EXERCISE OBJECTIVE: Whatever appears in the records, write it out again exactly.

ENTRIES SHOWN:
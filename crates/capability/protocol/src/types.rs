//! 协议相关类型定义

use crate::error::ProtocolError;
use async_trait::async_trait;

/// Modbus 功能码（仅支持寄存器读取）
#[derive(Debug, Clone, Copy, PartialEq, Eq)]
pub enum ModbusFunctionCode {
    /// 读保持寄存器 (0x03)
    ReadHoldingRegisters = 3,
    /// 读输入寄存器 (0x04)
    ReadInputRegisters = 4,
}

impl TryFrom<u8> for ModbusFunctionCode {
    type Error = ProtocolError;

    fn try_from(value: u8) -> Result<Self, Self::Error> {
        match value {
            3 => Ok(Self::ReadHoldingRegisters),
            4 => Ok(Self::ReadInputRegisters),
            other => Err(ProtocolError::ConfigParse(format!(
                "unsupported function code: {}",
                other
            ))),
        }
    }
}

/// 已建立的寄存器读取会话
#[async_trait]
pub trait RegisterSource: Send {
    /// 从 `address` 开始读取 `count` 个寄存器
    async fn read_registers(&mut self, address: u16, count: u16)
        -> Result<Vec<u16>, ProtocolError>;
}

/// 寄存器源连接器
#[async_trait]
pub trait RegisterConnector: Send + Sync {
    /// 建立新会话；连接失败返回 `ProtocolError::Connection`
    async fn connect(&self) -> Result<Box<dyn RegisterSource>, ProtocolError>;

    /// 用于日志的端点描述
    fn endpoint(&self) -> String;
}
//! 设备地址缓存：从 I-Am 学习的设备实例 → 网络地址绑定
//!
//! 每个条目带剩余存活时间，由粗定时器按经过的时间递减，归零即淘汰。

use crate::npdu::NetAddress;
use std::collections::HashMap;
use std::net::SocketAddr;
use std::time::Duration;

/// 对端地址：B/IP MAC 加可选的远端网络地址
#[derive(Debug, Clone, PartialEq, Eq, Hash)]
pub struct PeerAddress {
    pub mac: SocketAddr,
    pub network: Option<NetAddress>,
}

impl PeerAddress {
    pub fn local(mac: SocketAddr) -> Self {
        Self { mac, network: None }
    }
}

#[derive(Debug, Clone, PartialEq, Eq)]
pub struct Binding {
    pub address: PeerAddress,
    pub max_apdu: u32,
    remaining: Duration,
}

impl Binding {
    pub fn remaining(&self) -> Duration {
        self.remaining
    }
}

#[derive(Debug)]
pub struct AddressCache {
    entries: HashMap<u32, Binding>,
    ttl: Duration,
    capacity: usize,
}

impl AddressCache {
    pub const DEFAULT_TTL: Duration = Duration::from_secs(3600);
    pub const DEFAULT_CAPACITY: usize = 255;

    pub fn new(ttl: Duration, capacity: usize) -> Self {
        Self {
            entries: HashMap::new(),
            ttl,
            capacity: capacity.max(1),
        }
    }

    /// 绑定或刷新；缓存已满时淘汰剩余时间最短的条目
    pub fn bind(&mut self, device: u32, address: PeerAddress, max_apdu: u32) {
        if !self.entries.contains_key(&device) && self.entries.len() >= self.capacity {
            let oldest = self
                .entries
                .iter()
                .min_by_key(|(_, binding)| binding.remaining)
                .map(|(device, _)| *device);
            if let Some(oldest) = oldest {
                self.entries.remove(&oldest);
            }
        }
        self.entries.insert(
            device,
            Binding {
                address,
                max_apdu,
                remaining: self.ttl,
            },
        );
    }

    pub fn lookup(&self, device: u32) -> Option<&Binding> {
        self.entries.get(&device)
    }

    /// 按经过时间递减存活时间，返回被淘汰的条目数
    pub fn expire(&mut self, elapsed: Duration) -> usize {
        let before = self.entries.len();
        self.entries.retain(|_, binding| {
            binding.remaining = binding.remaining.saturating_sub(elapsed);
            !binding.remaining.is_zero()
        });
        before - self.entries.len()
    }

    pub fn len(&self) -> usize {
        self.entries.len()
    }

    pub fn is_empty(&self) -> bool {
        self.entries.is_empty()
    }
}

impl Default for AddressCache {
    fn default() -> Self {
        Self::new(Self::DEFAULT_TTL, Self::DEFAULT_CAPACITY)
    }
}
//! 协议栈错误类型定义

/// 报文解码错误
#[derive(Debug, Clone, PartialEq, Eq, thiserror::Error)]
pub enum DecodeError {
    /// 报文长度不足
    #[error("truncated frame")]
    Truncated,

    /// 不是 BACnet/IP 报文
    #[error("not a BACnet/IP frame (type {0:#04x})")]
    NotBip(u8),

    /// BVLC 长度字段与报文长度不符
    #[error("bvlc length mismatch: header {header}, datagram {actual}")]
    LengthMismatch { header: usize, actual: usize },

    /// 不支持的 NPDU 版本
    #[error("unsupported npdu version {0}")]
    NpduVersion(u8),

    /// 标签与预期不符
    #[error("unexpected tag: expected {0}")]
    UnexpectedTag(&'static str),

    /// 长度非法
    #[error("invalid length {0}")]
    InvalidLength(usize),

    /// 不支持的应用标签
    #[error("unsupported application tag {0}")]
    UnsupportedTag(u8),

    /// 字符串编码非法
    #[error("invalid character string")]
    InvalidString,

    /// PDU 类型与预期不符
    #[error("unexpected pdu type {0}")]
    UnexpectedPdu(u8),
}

YOUR SOLUTION:
filename crates/capability/protocol/src/types.rs
//! 协议相关类型定义

use crate::error::ProtocolError;
use async_trait::async_trait;

/// Modbus 功能码（仅支持寄存器读取）
#[derive(Debug, Clone, Copy, PartialEq, Eq)]
pub enum ModbusFunctionCode {
    /// 读保持寄存器 (0x03)
    ReadHoldingRegisters = 3,
    /// 读输入寄存器 (0x04)
    ReadInputRegisters = 4,
}

impl TryFrom<u8> for ModbusFunctionCode {
    type Error = ProtocolError;

    fn try_from(value: u8) -> Result<Self, Self::Error> {
        match value {
            3 => Ok(Self::ReadHoldingRegisters),
            4 => Ok(Self::ReadInputRegisters),
            other => Err(ProtocolError::ConfigParse(format!(
                "unsupported function code: {}",
                other
            ))),
        }
    }
}

/// 已建立的寄存器读取会话
#[async_trait]
pub trait RegisterSource: Send {
    /// 从 `address` 开始读取 `count` 个寄存器
    async fn read_registers(&mut self, address: u16, count: u16)
        -> Result<Vec<u16>, ProtocolError>;
}

/// 寄存器源连接器
#[async_trait]
pub trait RegisterConnector: Send + Sync {
    /// 建立新会话；连接失败返回 `ProtocolError::Connection`
    async fn connect(&self) -> Result<Box<dyn RegisterSource>, ProtocolError>;

    /// 用于日志的端点描述
    fn endpoint(&self) -> String;
}
//! 设备地址缓存：从 I-Am 学习的设备实例 → 网络地址绑定
//!
//! 每个条目带剩余存活时间，由粗定时器按经过的时间递减，归零即淘汰。

use crate::npdu::NetAddress;
use std::collections::HashMap;
use std::net::SocketAddr;
use std::time::Duration;

/// 对端地址：B/IP MAC 加可选的远端网络地址
#[derive(Debug, Clone, PartialEq, Eq, Hash)]
pub struct PeerAddress {
    pub mac: SocketAddr,
    pub network: Option<NetAddress>,
}

impl PeerAddress {
    pub fn local(mac: SocketAddr) -> Self {
        Self { mac, network: None }
    }
}

#[derive(Debug, Clone, PartialEq, Eq)]
pub struct Binding {
    pub address: PeerAddress,
    pub max_apdu: u32,
    remaining: Duration,
}

impl Binding {
    pub fn remaining(&self) -> Duration {
        self.remaining
    }
}

#[derive(Debug)]
pub struct AddressCache {
    entries: HashMap<u32, Binding>,
    ttl: Duration,
    capacity: usize,
}

impl AddressCache {
    pub const DEFAULT_TTL: Duration = Duration::from_secs(3600);
    pub const DEFAULT_CAPACITY: usize = 255;

    pub fn new(ttl: Duration, capacity: usize) -> Self {
        Self {
            entries: HashMap::new(),
            ttl,
            capacity: capacity.max(1),
        }
    }

    /// 绑定或刷新；缓存已满时淘汰剩余时间最短的条目
    pub fn bind(&mut self, device: u32, address: PeerAddress, max_apdu: u32) {
        if !self.entries.contains_key(&device) && self.entries.len() >= self.capacity {
            let oldest = self
                .entries
                .iter()
                .min_by_key(|(_, binding)| binding.remaining)
                .map(|(device, _)| *device);
            if let Some(oldest) = oldest {
                self.entries.remove(&oldest);
            }
        }
        self.entries.insert(
            device,
            Binding {
                address,
                max_apdu,
                remaining: self.ttl,
            },
        );
    }

    pub fn lookup(&self, device: u32) -> Option<&Binding> {
        self.entries.get(&device)
    }

    /// 按经过时间递减存活时间，返回被淘汰的条目数
    pub fn expire(&mut self, elapsed: Duration) -> usize {
        let before = self.entries.len();
        self.entries.retain(|_, binding| {
            binding.remaining = binding.remaining.saturating_sub(elapsed);
            !binding.remaining.is_zero()
        });
        before - self.entries.len()
    }

    pub fn len(&self) -> usize {
        self.entries.len()
    }

    pub fn is_empty(&self) -> bool {
        self.entries.is_empty()
    }
}

impl Default for AddressCache {
    fn default() -> Self {
        Self::new(Self::DEFAULT_TTL, Self::DEFAULT_CAPACITY)
    }
}
//! 协议栈错误类型定义

/// 报文解码错误
#[derive(Debug, Clone, PartialEq, Eq, thiserror::Error)]
pub enum DecodeError {
    /// 报文长度不足
    #[error("truncated frame")]
    Truncated,

    /// 不是 BACnet/IP 报文
    #[error("not a BACnet/IP frame (type {0:#04x})")]
    NotBip(u8),

    /// BVLC 长度字段与报文长度不符
    #[error("bvlc length mismatch: header {header}, datagram {actual}")]
    LengthMismatch { header: usize, actual: usize },

    /// 不支持的 NPDU 版本
    #[error("unsupported npdu version {0}")]
    NpduVersion(u8),

    /// 标签与预期不符
    #[error("unexpected tag: expected {0}")]
    UnexpectedTag(&'static str),

    /// 长度非法
    #[error("invalid length {0}")]
    InvalidLength(usize),

    /// 不支持的应用标签
    #[error("unsupported application tag {0}")]
    UnsupportedTag(u8),

    /// 字符串编码非法
    #[error("invalid character string")]
    InvalidString,

    /// PDU 类型与预期不符
    #[error("unexpected pdu type {0}")]
    UnexpectedPdu(u8),
}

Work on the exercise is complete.